What to do
Your reply must consist of the data below, reproduced character for character.

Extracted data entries
____________________
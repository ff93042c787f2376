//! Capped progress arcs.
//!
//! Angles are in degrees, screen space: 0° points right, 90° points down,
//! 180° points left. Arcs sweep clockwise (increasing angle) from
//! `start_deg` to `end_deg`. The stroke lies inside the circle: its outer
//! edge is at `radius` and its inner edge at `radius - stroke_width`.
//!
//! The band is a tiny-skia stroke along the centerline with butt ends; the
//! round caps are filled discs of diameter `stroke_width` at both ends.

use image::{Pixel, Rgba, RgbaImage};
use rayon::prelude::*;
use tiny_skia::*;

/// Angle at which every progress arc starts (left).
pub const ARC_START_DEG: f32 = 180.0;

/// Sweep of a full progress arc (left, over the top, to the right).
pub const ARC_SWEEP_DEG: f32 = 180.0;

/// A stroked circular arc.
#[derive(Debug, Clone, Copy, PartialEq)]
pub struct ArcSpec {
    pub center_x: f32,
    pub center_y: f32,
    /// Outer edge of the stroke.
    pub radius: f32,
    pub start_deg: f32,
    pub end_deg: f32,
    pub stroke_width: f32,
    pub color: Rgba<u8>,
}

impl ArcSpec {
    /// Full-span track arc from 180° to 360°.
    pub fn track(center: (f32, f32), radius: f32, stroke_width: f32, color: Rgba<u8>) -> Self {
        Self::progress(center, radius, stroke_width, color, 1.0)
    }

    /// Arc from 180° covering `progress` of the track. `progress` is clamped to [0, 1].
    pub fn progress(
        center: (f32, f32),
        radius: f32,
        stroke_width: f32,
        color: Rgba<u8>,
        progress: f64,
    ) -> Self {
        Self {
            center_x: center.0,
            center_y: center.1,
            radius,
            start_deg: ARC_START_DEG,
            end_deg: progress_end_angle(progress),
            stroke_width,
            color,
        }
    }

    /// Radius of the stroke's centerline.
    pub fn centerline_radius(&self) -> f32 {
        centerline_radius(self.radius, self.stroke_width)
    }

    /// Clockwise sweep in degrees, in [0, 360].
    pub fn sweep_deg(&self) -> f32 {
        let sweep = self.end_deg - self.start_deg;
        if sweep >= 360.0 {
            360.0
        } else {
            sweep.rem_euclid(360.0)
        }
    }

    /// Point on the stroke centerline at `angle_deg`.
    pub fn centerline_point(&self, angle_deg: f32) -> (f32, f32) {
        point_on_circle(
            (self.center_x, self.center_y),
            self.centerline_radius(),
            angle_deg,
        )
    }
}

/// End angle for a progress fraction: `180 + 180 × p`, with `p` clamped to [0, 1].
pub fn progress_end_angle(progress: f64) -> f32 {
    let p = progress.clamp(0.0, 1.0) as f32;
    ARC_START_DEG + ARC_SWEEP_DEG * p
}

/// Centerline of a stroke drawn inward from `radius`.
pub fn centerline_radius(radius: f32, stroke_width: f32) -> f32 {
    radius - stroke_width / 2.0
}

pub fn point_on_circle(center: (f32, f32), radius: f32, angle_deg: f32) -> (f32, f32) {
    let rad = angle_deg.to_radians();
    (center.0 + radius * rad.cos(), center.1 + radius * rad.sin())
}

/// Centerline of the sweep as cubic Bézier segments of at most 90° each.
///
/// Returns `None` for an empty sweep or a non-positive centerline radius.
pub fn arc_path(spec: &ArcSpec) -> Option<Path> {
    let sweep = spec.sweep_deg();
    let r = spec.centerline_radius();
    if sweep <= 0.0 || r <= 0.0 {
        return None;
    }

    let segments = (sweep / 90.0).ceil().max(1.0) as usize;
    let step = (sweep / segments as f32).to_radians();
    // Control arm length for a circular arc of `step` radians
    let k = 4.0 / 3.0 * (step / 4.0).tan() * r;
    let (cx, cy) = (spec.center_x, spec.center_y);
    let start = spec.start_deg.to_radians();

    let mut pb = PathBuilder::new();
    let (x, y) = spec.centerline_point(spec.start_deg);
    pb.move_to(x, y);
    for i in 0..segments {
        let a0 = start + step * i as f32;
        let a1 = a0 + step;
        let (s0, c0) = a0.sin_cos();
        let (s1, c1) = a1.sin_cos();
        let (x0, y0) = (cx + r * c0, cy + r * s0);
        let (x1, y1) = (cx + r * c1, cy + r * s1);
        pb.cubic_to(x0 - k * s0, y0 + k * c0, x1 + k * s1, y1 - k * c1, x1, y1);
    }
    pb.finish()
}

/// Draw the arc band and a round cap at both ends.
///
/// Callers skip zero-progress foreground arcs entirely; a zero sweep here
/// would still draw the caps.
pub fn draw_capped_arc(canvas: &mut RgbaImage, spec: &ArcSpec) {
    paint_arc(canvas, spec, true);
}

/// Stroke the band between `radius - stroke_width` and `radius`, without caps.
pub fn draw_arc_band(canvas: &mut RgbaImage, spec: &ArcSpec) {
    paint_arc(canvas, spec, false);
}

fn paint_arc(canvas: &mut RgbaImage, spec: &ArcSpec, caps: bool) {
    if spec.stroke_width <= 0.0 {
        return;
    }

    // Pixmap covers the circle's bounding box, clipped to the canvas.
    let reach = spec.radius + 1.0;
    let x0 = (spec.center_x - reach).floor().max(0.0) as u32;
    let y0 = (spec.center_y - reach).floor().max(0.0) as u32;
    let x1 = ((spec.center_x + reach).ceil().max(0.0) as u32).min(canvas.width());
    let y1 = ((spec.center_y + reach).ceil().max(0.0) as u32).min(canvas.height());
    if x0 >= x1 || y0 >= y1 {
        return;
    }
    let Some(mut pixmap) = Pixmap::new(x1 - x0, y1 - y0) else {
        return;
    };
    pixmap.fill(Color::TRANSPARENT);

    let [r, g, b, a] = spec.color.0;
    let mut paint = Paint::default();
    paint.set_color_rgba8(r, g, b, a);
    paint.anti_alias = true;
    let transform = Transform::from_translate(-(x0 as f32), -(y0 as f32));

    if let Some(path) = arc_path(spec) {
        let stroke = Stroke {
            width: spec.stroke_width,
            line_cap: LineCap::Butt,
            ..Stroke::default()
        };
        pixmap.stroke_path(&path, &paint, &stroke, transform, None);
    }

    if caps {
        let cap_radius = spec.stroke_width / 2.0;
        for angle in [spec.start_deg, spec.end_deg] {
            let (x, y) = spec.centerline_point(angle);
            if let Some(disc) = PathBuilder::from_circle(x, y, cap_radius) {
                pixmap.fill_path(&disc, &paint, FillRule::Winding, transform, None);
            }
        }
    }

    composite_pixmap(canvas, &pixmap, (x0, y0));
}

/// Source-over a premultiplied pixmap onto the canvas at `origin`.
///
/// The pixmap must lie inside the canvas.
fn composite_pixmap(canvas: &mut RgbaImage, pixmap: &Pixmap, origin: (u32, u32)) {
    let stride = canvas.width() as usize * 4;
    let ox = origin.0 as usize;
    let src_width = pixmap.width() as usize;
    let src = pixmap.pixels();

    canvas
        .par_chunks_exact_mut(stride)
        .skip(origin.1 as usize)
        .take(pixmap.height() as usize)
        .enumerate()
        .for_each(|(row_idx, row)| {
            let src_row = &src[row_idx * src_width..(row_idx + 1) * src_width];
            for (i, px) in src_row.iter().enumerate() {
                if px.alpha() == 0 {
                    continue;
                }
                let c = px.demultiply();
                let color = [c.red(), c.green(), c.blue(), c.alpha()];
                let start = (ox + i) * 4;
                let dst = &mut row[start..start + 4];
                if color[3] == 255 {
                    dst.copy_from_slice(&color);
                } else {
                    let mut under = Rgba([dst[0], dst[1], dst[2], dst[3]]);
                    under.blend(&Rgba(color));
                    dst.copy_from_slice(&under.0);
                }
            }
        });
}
____________________
Solution for this problem
repository ff93042c787f2376
//! Capped progress arcs.
//!
//! Angles are in degrees, screen space: 0° points right, 90° points down,
//! 180° points left. Arcs sweep clockwise (increasing angle) from
//! `start_deg` to `end_deg`. The stroke lies inside the circle: its outer
//! edge is at `radius` and its inner edge at `radius - stroke_width`.
//!
//! The band is a tiny-skia stroke along the centerline with butt ends; the
//! round caps are filled discs of diameter `stroke_width` at both ends.

use image::{Pixel, Rgba, RgbaImage};
use rayon::prelude::*;
use tiny_skia::*;

/// Angle at which every progress arc starts (left).
pub const ARC_START_DEG: f32 = 180.0;

/// Sweep of a full progress arc (left, over the top, to the right).
pub const ARC_SWEEP_DEG: f32 = 180.0;

/// A stroked circular arc.
#[derive(Debug, Clone, Copy, PartialEq)]
pub struct ArcSpec {
    pub center_x: f32,
    pub center_y: f32,
    /// Outer edge of the stroke.
    pub radius: f32,
    pub start_deg: f32,
    pub end_deg: f32,
    pub stroke_width: f32,
    pub color: Rgba<u8>,
}

impl ArcSpec {
    /// Full-span track arc from 180° to 360°.
    pub fn track(center: (f32, f32), radius: f32, stroke_width: f32, color: Rgba<u8>) -> Self {
        Self::progress(center, radius, stroke_width, color, 1.0)
    }

    /// Arc from 180° covering `progress` of the track. `progress` is clamped to [0, 1].
    pub fn progress(
        center: (f32, f32),
        radius: f32,
        stroke_width: f32,
        color: Rgba<u8>,
        progress: f64,
    ) -> Self {
        Self {
            center_x: center.0,
            center_y: center.1,
            radius,
            start_deg: ARC_START_DEG,
            end_deg: progress_end_angle(progress),
            stroke_width,
            color,
        }
    }

    /// Radius of the stroke's centerline.
    pub fn centerline_radius(&self) -> f32 {
        centerline_radius(self.radius, self.stroke_width)
    }

    /// Clockwise sweep in degrees, in [0, 360].
    pub fn sweep_deg(&self) -> f32 {
        let sweep = self.end_deg - self.start_deg;
        if sweep >= 360.0 {
            360.0
        } else {
            sweep.rem_euclid(360.0)
        }
    }

    /// Point on the stroke centerline at `angle_deg`.
    pub fn centerline_point(&self, angle_deg: f32) -> (f32, f32) {
        point_on_circle(
            (self.center_x, self.center_y),
            self.centerline_radius(),
            angle_deg,
        )
    }
}

/// End angle for a progress fraction: `180 + 180 × p`, with `p` clamped to [0, 1].
pub fn progress_end_angle(progress: f64) -> f32 {
    let p = progress.clamp(0.0, 1.0) as f32;
    ARC_START_DEG + ARC_SWEEP_DEG * p
}

/// Centerline of a stroke drawn inward from `radius`.
pub fn centerline_radius(radius: f32, stroke_width: f32) -> f32 {
    radius - stroke_width / 2.0
}

pub fn point_on_circle(center: (f32, f32), radius: f32, angle_deg: f32) -> (f32, f32) {
    let rad = angle_deg.to_radians();
    (center.0 + radius * rad.cos(), center.1 + radius * rad.sin())
}

/// Centerline of the sweep as cubic Bézier segments of at most 90° each.
///
/// Returns `None` for an empty sweep or a non-positive centerline radius.
pub fn arc_path(spec: &ArcSpec) -> Option<Path> {
    let sweep = spec.sweep_deg();
    let r = spec.centerline_radius();
    if sweep <= 0.0 || r <= 0.0 {
        return None;
    }

    let segments = (sweep / 90.0).ceil().max(1.0) as usize;
    let step = (sweep / segments as f32).to_radians();
    // Control arm length for a circular arc of `step` radians
    let k = 4.0 / 3.0 * (step / 4.0).tan() * r;
    let (cx, cy) = (spec.center_x, spec.center_y);
    let start = spec.start_deg.to_radians();

    let mut pb = PathBuilder::new();
    let (x, y) = spec.centerline_point(spec.start_deg);
    pb.move_to(x, y);
    for i in 0..segments {
        let a0 = start + step * i as f32;
        let a1 = a0 + step;
        let (s0, c0) = a0.sin_cos();
        let (s1, c1) = a1.sin_cos();
        let (x0, y0) = (cx + r * c0, cy + r * s0);
        let (x1, y1) = (cx + r * c1, cy + r * s1);
        pb.cubic_to(x0 - k * s0, y0 + k * c0, x1 + k * s1, y1 - k * c1, x1, y1);
    }
    pb.finish()
}

/// Draw the arc band and a round cap at both ends.
///
/// Callers skip zero-progress foreground arcs entirely; a zero sweep here
/// would still draw the caps.
pub fn draw_capped_arc(canvas: &mut RgbaImage, spec: &ArcSpec) {
    paint_arc(canvas, spec, true);
}

/// Stroke the band between `radius - stroke_width` and `radius`, without caps.
pub fn draw_arc_band(canvas: &mut RgbaImage, spec: &ArcSpec) {
    paint_arc(canvas, spec, false);
}

fn paint_arc(canvas: &mut RgbaImage, spec: &ArcSpec, caps: bool) {
    if spec.stroke_width <= 0.0 {
        return;
    }

    // Pixmap covers the circle's bounding box, clipped to the canvas.
    let reach = spec.radius + 1.0;
    let x0 = (spec.center_x - reach).floor().max(0.0) as u32;
    let y0 = (spec.center_y - reach).floor().max(0.0) as u32;
    let x1 = ((spec.center_x + reach).ceil().max(0.0) as u32).min(canvas.width());
    let y1 = ((spec.center_y + reach).ceil().max(0.0) as u32).min(canvas.height());
    if x0 >= x1 || y0 >= y1 {
        return;
    }
    let Some(mut pixmap) = Pixmap::new(x1 - x0, y1 - y0) else {
        return;
    };
    pixmap.fill(Color::TRANSPARENT);

    let [r, g, b, a] = spec.color.0;
    let mut paint = Paint::default();
    paint.set_color_rgba8(r, g, b, a);
    paint.anti_alias = true;
    let transform = Transform::from_translate(-(x0 as f32), -(y0 as f32));

    if let Some(path) = arc_path(spec) {
        let stroke = Stroke {
            width: spec.stroke_width,
            line_cap: LineCap::Butt,
            ..Stroke::default()
        };
        pixmap.stroke_path(&path, &paint, &stroke, transform, None);
    }

    if caps {
        let cap_radius = spec.stroke_width / 2.0;
        for angle in [spec.start_deg, spec.end_deg] {
            let (x, y) = spec.centerline_point(angle);
            if let Some(disc) = PathBuilder::from_circle(x, y, cap_radius) {
                pixmap.fill_path(&disc, &paint, FillRule::Winding, transform, None);
            }
        }
    }

    composite_pixmap(canvas, &pixmap, (x0, y0));
}

/// Source-over a premultiplied pixmap onto the canvas at `origin`.
///
/// The pixmap must lie inside the canvas.
fn composite_pixmap(canvas: &mut RgbaImage, pixmap: &Pixmap, origin: (u32, u32)) {
    let stride = canvas.width() as usize * 4;
    let ox = origin.0 as usize;
    let src_width = pixmap.width() as usize;
    let src = pixmap.pixels();

    canvas
        .par_chunks_exact_mut(stride)
        .skip(origin.1 as usize)
        .take(pixmap.height() as usize)
        .enumerate()
        .for_each(|(row_idx, row)| {
            let src_row = &src[row_idx * src_width..(row_idx + 1) * src_width];
            for (i, px) in src_row.iter().enumerate() {
                if px.alpha() == 0 {
                    continue;
                }
                let c = px.demultiply();
                let color = [c.red(), c.green(), c.blue(), c.alpha()];
                let start = (ox + i) * 4;
                let dst = &mut row[start..start + 4];
                if color[3] == 255 {
                    dst.copy_from_slice(&color);
                } else {
                    let mut under = Rgba([dst[0], dst[1], dst[2], dst[3]]);
                    under.blend(&Rgba(color));
                    dst.copy_from_slice(&under.0);
                }
            }
        });
}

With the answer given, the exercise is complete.